Soba noodles are a great gluten free alternative to the Western Spaghetti. They are made with buckwheat flour and have a nutty taste. When buying Soba noodles read carefully the ingredients list - most of the producers replace a big quantity of the buckwheat flour with wheat. Here in Singapore I can recommend to order Eden Foods selected buckwheat Soba noddles from iherb.

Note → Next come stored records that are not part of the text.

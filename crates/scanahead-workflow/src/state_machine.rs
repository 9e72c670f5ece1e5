//! 三维模型状态机
//!
//! 管理单个病例从启动重建任务到模型入库的状态转换

use scanahead_core::{CaseSubmission, ReconstructionStatus, Result, ScanAheadError};
use serde::{Deserialize, Serialize};
use std::collections::HashMap;

/// 病例的三维模型状态
#[derive(Debug, Clone, Copy, Serialize, Deserialize, PartialEq, Eq, Hash)]
pub enum CaseModelState {
    NoJob,
    Queued,
    Processing,
    Uploading,
    Failed,
    Expired,
    Succeeded,
    Stored, // 模型已解压并保存
}

impl CaseModelState {
    /// 由已存储的病例记录推断当前状态
    pub fn from_submission(submission: &CaseSubmission) -> Self {
        if submission.model_path.is_some() {
            return CaseModelState::Stored;
        }
        if submission.reconstruction_job.is_none() {
            return CaseModelState::NoJob;
        }
        match submission.model_status {
            Some(status) => Self::from_status(status).unwrap_or(CaseModelState::Queued),
            None => CaseModelState::Queued,
        }
    }

    fn from_status(status: ReconstructionStatus) -> Option<Self> {
        match status {
            ReconstructionStatus::Queued => Some(CaseModelState::Queued),
            ReconstructionStatus::Processing => Some(CaseModelState::Processing),
            ReconstructionStatus::Uploading => Some(CaseModelState::Uploading),
            ReconstructionStatus::Failed => Some(CaseModelState::Failed),
            ReconstructionStatus::Expired => Some(CaseModelState::Expired),
            ReconstructionStatus::Succeeded => Some(CaseModelState::Succeeded),
            ReconstructionStatus::Unknown => None,
        }
    }

    /// 对应的重建状态，没有任务时为 `None`
    pub fn status(&self) -> Option<ReconstructionStatus> {
        match self {
            CaseModelState::NoJob => None,
            CaseModelState::Queued => Some(ReconstructionStatus::Queued),
            CaseModelState::Processing => Some(ReconstructionStatus::Processing),
            CaseModelState::Uploading => Some(ReconstructionStatus::Uploading),
            CaseModelState::Failed => Some(ReconstructionStatus::Failed),
            CaseModelState::Expired => Some(ReconstructionStatus::Expired),
            CaseModelState::Succeeded | CaseModelState::Stored => {
                Some(ReconstructionStatus::Succeeded)
            }
        }
    }

    /// 界面展示用标签
    pub fn label(&self) -> &'static str {
        match self {
            CaseModelState::Stored => "Stored",
            other => other
                .status()
                .map(|status| status.label())
                .unwrap_or(ReconstructionStatus::Unknown.label()),
        }
    }

    pub fn is_terminal(&self) -> bool {
        matches!(
            self,
            CaseModelState::Failed
                | CaseModelState::Expired
                | CaseModelState::Succeeded
                | CaseModelState::Stored
        )
    }
}

/// 状态转换事件
#[derive(Debug, Clone, Copy, Serialize, Deserialize, PartialEq, Eq, Hash)]
pub enum ModelEvent {
    JobStarted,
    Observed(ReconstructionStatus),
    ModelStored,
}

/// 模型状态机
#[derive(Debug)]
pub struct ModelStateMachine {
    transitions: HashMap<(CaseModelState, ModelEvent), CaseModelState>,
}

impl ModelStateMachine {
    /// 创建新的状态机实例
    pub fn new() -> Self {
        let mut transitions = HashMap::new();

        transitions.insert((CaseModelState::NoJob, ModelEvent::JobStarted), CaseModelState::Queued);

        // 未结束的任务可以观察到任何已知状态
        let in_flight = [
            CaseModelState::Queued,
            CaseModelState::Processing,
            CaseModelState::Uploading,
        ];
        let observable = [
            (ReconstructionStatus::Queued, CaseModelState::Queued),
            (ReconstructionStatus::Processing, CaseModelState::Processing),
            (ReconstructionStatus::Uploading, CaseModelState::Uploading),
            (ReconstructionStatus::Failed, CaseModelState::Failed),
            (ReconstructionStatus::Expired, CaseModelState::Expired),
            (ReconstructionStatus::Succeeded, CaseModelState::Succeeded),
        ];
        for from in in_flight {
            for (status, to) in observable {
                transitions.insert((from, ModelEvent::Observed(status)), to);
            }
        }

        transitions.insert(
            (CaseModelState::Succeeded, ModelEvent::ModelStored),
            CaseModelState::Stored,
        );

        Self { transitions }
    }

    /// 检查状态转换是否有效
    pub fn can_transition(&self, from: &CaseModelState, event: &ModelEvent) -> bool {
        self.transitions.contains_key(&(*from, *event))
    }

    /// 执行状态转换
    pub fn transition(&self, from: &CaseModelState, event: &ModelEvent) -> Result<CaseModelState> {
        match self.transitions.get(&(*from, *event)) {
            Some(to) => Ok(*to),
            None => Err(ScanAheadError::InvalidStateTransition {
                from: format!("{:?}", from),
                event: format!("{:?}", event),
            }),
        }
    }

    /// 应用一次状态查询结果
    ///
    /// 无法识别的结果和终态之后的结果都不改变状态。
    pub fn observe(&self, from: CaseModelState, status: ReconstructionStatus) -> CaseModelState {
        if status == ReconstructionStatus::Unknown || from.is_terminal() {
            return from;
        }
        self.transition(&from, &ModelEvent::Observed(status))
            .unwrap_or(from)
    }

    /// 获取状态的所有可能事件
    pub fn get_possible_events(&self, current_state: &CaseModelState) -> Vec<ModelEvent> {
        self.transitions
            .keys()
            .filter(|(state, _)| state == current_state)
            .map(|(_, event)| *event)
            .collect()
    }
}

impl Default for ModelStateMachine {
    fn default() -> Self {
        Self::new()
    }
}
//! 核心数据模型定义

use chrono::{DateTime, NaiveDate, NaiveTime, Utc};
use serde::{Deserialize, Serialize};
use uuid::Uuid;

/// 采集方式
#[derive(Debug, Clone, Copy, Serialize, Deserialize, PartialEq, Eq, Default)]
#[serde(rename_all = "lowercase")]
pub enum CaptureMode {
    #[default]
    Photos, // 多角度照片
    Video,  // 单段短视频
}

/// 预约表单草稿（表单输入的原始字符串）
#[derive(Debug, Clone, Serialize, Deserialize, PartialEq, Default)]
#[serde(rename_all = "camelCase")]
pub struct AppointmentDraft {
    pub patient_name: String,
    pub email: String,
    pub preferred_date: String, // YYYY-MM-DD
    pub preferred_time: String, // HH:MM
    pub chief_complaint: String,
    #[serde(default, skip_serializing_if = "Option::is_none")]
    pub preferred_provider: Option<String>,
    #[serde(default, skip_serializing_if = "Option::is_none")]
    pub visit_type: Option<String>,
}

/// 采集到的单张照片
#[derive(Debug, Clone, Serialize, Deserialize, PartialEq)]
#[serde(rename_all = "camelCase")]
pub struct CapturedImage {
    pub id: String,
    pub angle: String,    // 拍摄角度标签，如 "Front"、"Left 45°"
    pub data_url: String, // data:image/jpeg;base64,...
}

/// 音频或视频片段
#[derive(Debug, Clone, Serialize, Deserialize, PartialEq)]
#[serde(rename_all = "camelCase")]
pub struct MediaClip {
    pub mime_type: String,
    #[serde(with = "base64_bytes")]
    pub data: Vec<u8>,
}

impl MediaClip {
    pub fn new(mime_type: impl Into<String>, data: Vec<u8>) -> Self {
        Self {
            mime_type: mime_type.into(),
            data,
        }
    }

    pub fn len(&self) -> usize {
        self.data.len()
    }

    pub fn is_empty(&self) -> bool {
        self.data.is_empty()
    }
}

/// 本地草稿
///
/// 每个客户端同一时间只有一份草稿；首次编辑时创建，每次修改整体覆盖，
/// 提交成功或主动丢弃后删除。
#[derive(Debug, Clone, Serialize, Deserialize, PartialEq)]
#[serde(rename_all = "camelCase")]
pub struct Draft {
    pub appointment: AppointmentDraft,
    pub body_part: String,
    pub images: Vec<CapturedImage>,
    pub audio: Option<MediaClip>,
    pub video: Option<MediaClip>,
    pub capture_mode: CaptureMode,
    pub updated_at: DateTime<Utc>,
}

impl Draft {
    pub fn new() -> Self {
        Self {
            appointment: AppointmentDraft::default(),
            body_part: String::new(),
            images: Vec::new(),
            audio: None,
            video: None,
            capture_mode: CaptureMode::Photos,
            updated_at: Utc::now(),
        }
    }

    /// 刷新修改时间
    pub fn touch(&mut self) {
        self.updated_at = Utc::now();
    }

    /// 切换采集方式，同时丢弃另一种方式的媒体
    pub fn set_capture_mode(&mut self, mode: CaptureMode) {
        self.capture_mode = mode;
        match mode {
            CaptureMode::Video => self.images.clear(),
            CaptureMode::Photos => self.video = None,
        }
    }

    /// 恢复草稿时按采集方式剔除不匹配的媒体
    pub fn normalized(mut self) -> Self {
        match self.capture_mode {
            CaptureMode::Photos => self.video = None,
            CaptureMode::Video => self.images.clear(),
        }
        self
    }
}

impl Default for Draft {
    fn default() -> Self {
        Self::new()
    }
}

/// 预约状态，仅由审核人员在创建后修改
#[derive(Debug, Clone, Copy, Serialize, Deserialize, PartialEq, Eq, Hash)]
#[serde(rename_all = "lowercase")]
pub enum AppointmentStatus {
    Submitted, // 已提交
    Reviewing, // 审核中
    Completed, // 已完成
}

impl AppointmentStatus {
    pub fn as_str(&self) -> &'static str {
        match self {
            AppointmentStatus::Submitted => "submitted",
            AppointmentStatus::Reviewing => "reviewing",
            AppointmentStatus::Completed => "completed",
        }
    }

    pub fn parse(value: &str) -> Option<Self> {
        match value {
            "submitted" => Some(AppointmentStatus::Submitted),
            "reviewing" => Some(AppointmentStatus::Reviewing),
            "completed" => Some(AppointmentStatus::Completed),
            _ => None,
        }
    }
}

/// 预约信息
#[derive(Debug, Clone, Serialize, Deserialize)]
pub struct Appointment {
    pub id: Uuid,
    pub patient_id: Uuid,
    pub patient_name: String,
    pub patient_email: String,
    pub body_part: String,
    pub chief_complaint: String,
    pub preferred_date: NaiveDate,
    pub preferred_time: NaiveTime,
    pub status: AppointmentStatus,
    pub created_at: DateTime<Utc>,
}

/// 语音转写后生成的结构化临床摘要
#[derive(Debug, Clone, Serialize, Deserialize, PartialEq)]
pub struct ClinicalSummary {
    pub symptoms: Vec<String>,
    pub duration: String,
    pub severity: String,
    pub concerns: String,
}

/// 摘要服务可能只返回部分字段
#[derive(Debug, Clone, Default, Deserialize)]
pub struct PartialClinicalSummary {
    pub symptoms: Option<Vec<String>>,
    pub duration: Option<String>,
    pub severity: Option<String>,
    pub concerns: Option<String>,
}

impl From<PartialClinicalSummary> for ClinicalSummary {
    fn from(partial: PartialClinicalSummary) -> Self {
        ClinicalSummary {
            symptoms: partial.symptoms.unwrap_or_default(),
            duration: partial.duration.unwrap_or_else(|| "Unknown".to_string()),
            severity: partial.severity.unwrap_or_else(|| "Unknown".to_string()),
            concerns: partial.concerns.unwrap_or_else(|| "None noted".to_string()),
        }
    }
}

/// 转写结果的可用状态
///
/// `Unconfigured` 与 `Failed` 对应“尚不可用”（界面显示 Pending transcription），
/// `Empty` 表示已转写但没有文字。
#[derive(Debug, Clone, Copy, Serialize, Deserialize, PartialEq, Eq)]
#[serde(rename_all = "lowercase")]
pub enum TranscriptionState {
    Unconfigured,
    Failed,
    Empty,
    Available,
}

impl TranscriptionState {
    pub fn as_str(&self) -> &'static str {
        match self {
            TranscriptionState::Unconfigured => "unconfigured",
            TranscriptionState::Failed => "failed",
            TranscriptionState::Empty => "empty",
            TranscriptionState::Available => "available",
        }
    }

    pub fn parse(value: &str) -> Option<Self> {
        match value {
            "unconfigured" => Some(TranscriptionState::Unconfigured),
            "failed" => Some(TranscriptionState::Failed),
            "empty" => Some(TranscriptionState::Empty),
            "available" => Some(TranscriptionState::Available),
            _ => None,
        }
    }

    pub fn is_pending(&self) -> bool {
        matches!(self, TranscriptionState::Unconfigured | TranscriptionState::Failed)
    }
}

/// 三维重建任务句柄（外部服务返回的不透明标识）
#[derive(Debug, Clone, Serialize, Deserialize, PartialEq, Eq, Hash)]
#[serde(transparent)]
pub struct JobHandle(String);

impl JobHandle {
    pub fn new(value: impl Into<String>) -> Self {
        Self(value.into())
    }

    pub fn as_str(&self) -> &str {
        &self.0
    }
}

impl std::fmt::Display for JobHandle {
    fn fmt(&self, f: &mut std::fmt::Formatter<'_>) -> std::fmt::Result {
        f.write_str(&self.0)
    }
}

/// 三维重建任务状态
#[derive(Debug, Clone, Copy, Serialize, Deserialize, PartialEq, Eq, Hash)]
pub enum ReconstructionStatus {
    Queued,     // 排队中
    Processing, // 处理中
    Uploading,  // 上传中
    Failed,     // 失败
    Succeeded,  // 成功
    Expired,    // 已过期
    Unknown,    // 无法识别的返回
}

impl ReconstructionStatus {
    pub fn as_str(&self) -> &'static str {
        match self {
            ReconstructionStatus::Queued => "QUEUED",
            ReconstructionStatus::Processing => "PROCESSING",
            ReconstructionStatus::Uploading => "UPLOADING",
            ReconstructionStatus::Failed => "FAILED",
            ReconstructionStatus::Succeeded => "SUCCEEDED",
            ReconstructionStatus::Expired => "EXPIRED",
            ReconstructionStatus::Unknown => "UNKNOWN",
        }
    }

    pub fn parse(value: &str) -> Self {
        match value {
            "QUEUED" => ReconstructionStatus::Queued,
            "PROCESSING" => ReconstructionStatus::Processing,
            "UPLOADING" => ReconstructionStatus::Uploading,
            "FAILED" => ReconstructionStatus::Failed,
            "SUCCEEDED" => ReconstructionStatus::Succeeded,
            "EXPIRED" => ReconstructionStatus::Expired,
            _ => ReconstructionStatus::Unknown,
        }
    }

    /// 界面展示用标签
    pub fn label(&self) -> &'static str {
        match self {
            ReconstructionStatus::Uploading => "Uploading",
            ReconstructionStatus::Processing => "Processing",
            ReconstructionStatus::Failed => "Failed",
            ReconstructionStatus::Succeeded => "Successful",
            ReconstructionStatus::Queued => "Queuing",
            ReconstructionStatus::Expired => "Expired",
            ReconstructionStatus::Unknown => "Pending",
        }
    }

    pub fn is_terminal(&self) -> bool {
        matches!(
            self,
            ReconstructionStatus::Failed
                | ReconstructionStatus::Succeeded
                | ReconstructionStatus::Expired
        )
    }
}

/// 病例提交记录
#[derive(Debug, Clone, Serialize, Deserialize)]
pub struct CaseSubmission {
    pub id: Uuid,
    pub appointment_id: Uuid,
    pub image_paths: Vec<String>,
    pub audio_path: String,
    pub video_path: Option<String>,
    pub transcription: Option<String>,
    pub transcription_state: TranscriptionState,
    pub ai_summary: Option<ClinicalSummary>,
    pub reconstruction_job: Option<JobHandle>,
    pub model_path: Option<String>,
    pub model_status: Option<ReconstructionStatus>,
    pub doctor_notes: Option<String>,
    pub created_at: DateTime<Utc>,
}

impl CaseSubmission {
    /// 转写文字的展示文本
    pub fn transcription_display(&self) -> &str {
        match &self.transcription {
            Some(text) => text,
            None => "Pending transcription",
        }
    }
}

/// 预约与其病例提交的联合视图
#[derive(Debug, Clone, Serialize, Deserialize)]
pub struct CaseDetail {
    pub appointment: Appointment,
    pub submission: Option<CaseSubmission>,
}

mod base64_bytes {
    use base64::{engine::general_purpose::STANDARD, Engine as _};
    use serde::{Deserialize, Deserializer, Serializer};

    pub fn serialize<S: Serializer>(bytes: &[u8], serializer: S) -> Result<S::Ok, S::Error> {
        serializer.serialize_str(&STANDARD.encode(bytes))
    }

    pub fn deserialize<'de, D: Deserializer<'de>>(deserializer: D) -> Result<Vec<u8>, D::Error> {
        let encoded = String::deserialize(deserializer)?;
        STANDARD.decode(encoded).map_err(serde::de::Error::custom)
    }
}

#[cfg(test)]
mod tests {
    use super::*;

    #[test]
    fn test_switching_capture_mode_drops_other_media() {
        let mut draft = Draft::new();
        draft.images.push(CapturedImage {
            id: "1".into(),
            angle: "Front".into(),
            data_url: "data:image/jpeg;base64,AAAA".into(),
        });
        draft.set_capture_mode(CaptureMode::Video);
        assert!(draft.images.is_empty());

        draft.video = Some(MediaClip::new("video/mp4", vec![1, 2, 3]));
        draft.set_capture_mode(CaptureMode::Photos);
        assert!(draft.video.is_none());
    }

    #[test]
    fn test_media_clip_serializes_as_base64() {
        let clip = MediaClip::new("audio/webm", b"voice".to_vec());
        let json = serde_json::to_value(&clip).unwrap();
        assert_eq!(json["mimeType"], "audio/webm");
        assert_eq!(json["data"], "dm9pY2U=");

        let back: MediaClip = serde_json::from_value(json).unwrap();
        assert_eq!(back, clip);
    }

    #[test]
    fn test_partial_summary_defaults() {
        let summary = ClinicalSummary::from(PartialClinicalSummary {
            symptoms: Some(vec!["itching".into()]),
            ..Default::default()
        });
        assert_eq!(summary.symptoms, vec!["itching".to_string()]);
        assert_eq!(summary.duration, "Unknown");
        assert_eq!(summary.severity, "Unknown");
        assert_eq!(summary.concerns, "None noted");
    }

    #[test]
    fn test_status_labels_and_storage_names() {
        assert_eq!(ReconstructionStatus::Queued.label(), "Queuing");
        assert_eq!(ReconstructionStatus::Unknown.label(), "Pending");
        assert_eq!(ReconstructionStatus::parse("SUCCEEDED"), ReconstructionStatus::Succeeded);
        assert_eq!(ReconstructionStatus::parse("garbage"), ReconstructionStatus::Unknown);
        assert!(ReconstructionStatus::Expired.is_terminal());
        assert!(!ReconstructionStatus::Unknown.is_terminal());
    }
}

This recipe combines the Asian flavors from Soba and ginger with the Western vegetables. It is perfect for a light lunch and provides you with complex carbohydrates and filling proteins.

INGREDIENTS (1 SERVING)

  • 80g Soba Noodles
  • 1 medium carrot
  • 150g frozen green peas
  • 1/2 onion
  • 1 Tbsp grated ginger
  • 1 Tsp ground paprika
  • 1 Tbsp coconut oil
  • vegetable stock
  • soy sauce

INSTRUCTION

  1. Heat coconut oil in a frying pan and glaze onion
  2. Deglaze with vegetable stock and add green peas plus carrots
  3. Cook Soba noodles as indicated on packaging
  4. Let vegetables cook until soft, add ginger, paprika and some soy sauce
  5. Mix noodles with sauce and enjoy

 

Cacao Bliss Balls

Whether you need a little treat with your coffee or an energy boost before your workout - these raw cacao bliss balls will do the trick. They are nut-, dairy- and gluten-free and get by without added sugar. The sweetness comes from dried fruits. I opted for dried figs as they have a lower glycemic index and therefore a lower impact on your blood sugar.

INGREDIENTS

  • 60g roasted gram
  • 120g dried figs (soaked in water over night)
  • 10g raw cacao powder
  • 1 tsp cinamonn powder
  • 10ml coconut water (optional)

INSTRUCTION

  1. Put all ingredients in a blender and mix with milling blade
  2. Add liquid if not sticky enough
  3. Form little balls and roll in raw cacao powder
  4. Store in fridge and eat within a couple of days

Mediterranean millet salad

If you are looking for a nice change to all those quinoa salads, millet might do the trick. It is also gluten-free and high in fiber and antioxidants. Even regarding protein content, millet does well. With almost 3g per 100g it lies just behind quinoa with 3.5g. So what are you waiting for - get the millet cooking.

INGREDIENTS (1 serving)

  • 60g raw hulled millet
  • 1/2 capsicum
  • 200g zucchini
  • 1/2 Tbsp olive oil
  • 6p cherry tomatoes
  • 70g feta cheese
  • 1 tsp soy sauce
  • 1 tsp ground paprika
  • 1 tsp dried rosemary
  • fresh basil leaves

INSTRUCTION

  1. cook the millet as indicated on the packaging (usually 1:3 millet:water)
  2. Heat oil in frying pan and add capsicum, zucchini and tomatoes (onion if liked). Fry until slightly soft
  3. Add cooked millet to the vegetables and mix with basil leaves and other spices
  4. Top with feta cheese

Buckwheat-Feta-Casserole

Buckwheat and quinoa are great gluten-free grains which can be used instead of rice, potatoes or pasta. They are high in fiber which keeps your blood sugar level balanced and prevents you from cravings. This casserole dish is great for a family dinner as it can be prepared in big portions. Or you just take the left-overs with you to the office.

INGREDIENTS

  • 80g raw quinoa/buckwheat
  • 18pc cherry tomatoes - can be replaced with 1 red/yellow capsicum
  • 200g raw broccoli
  • 40g Feta cheese
  • 100ml vegetable bouillon
  • 1 tsp garlic and onion powder
  • 1 Tbsp dried rosmary
  • Salt & pepper

INSTRUCTION

  1. Prepare buckwheat/quinoa as indicated on the packaging
  2. Blanch the broccoli floretts until al dente (not too much, as it will still be baked)
  3. Mix cherry tomatoes (cut in half) with broccoli and add salt & pepper, dried rosmary, garlic and onion powder
  4. Place cooked buckwheat/quinoa in casserole, cover with vegetables and feta crumbles.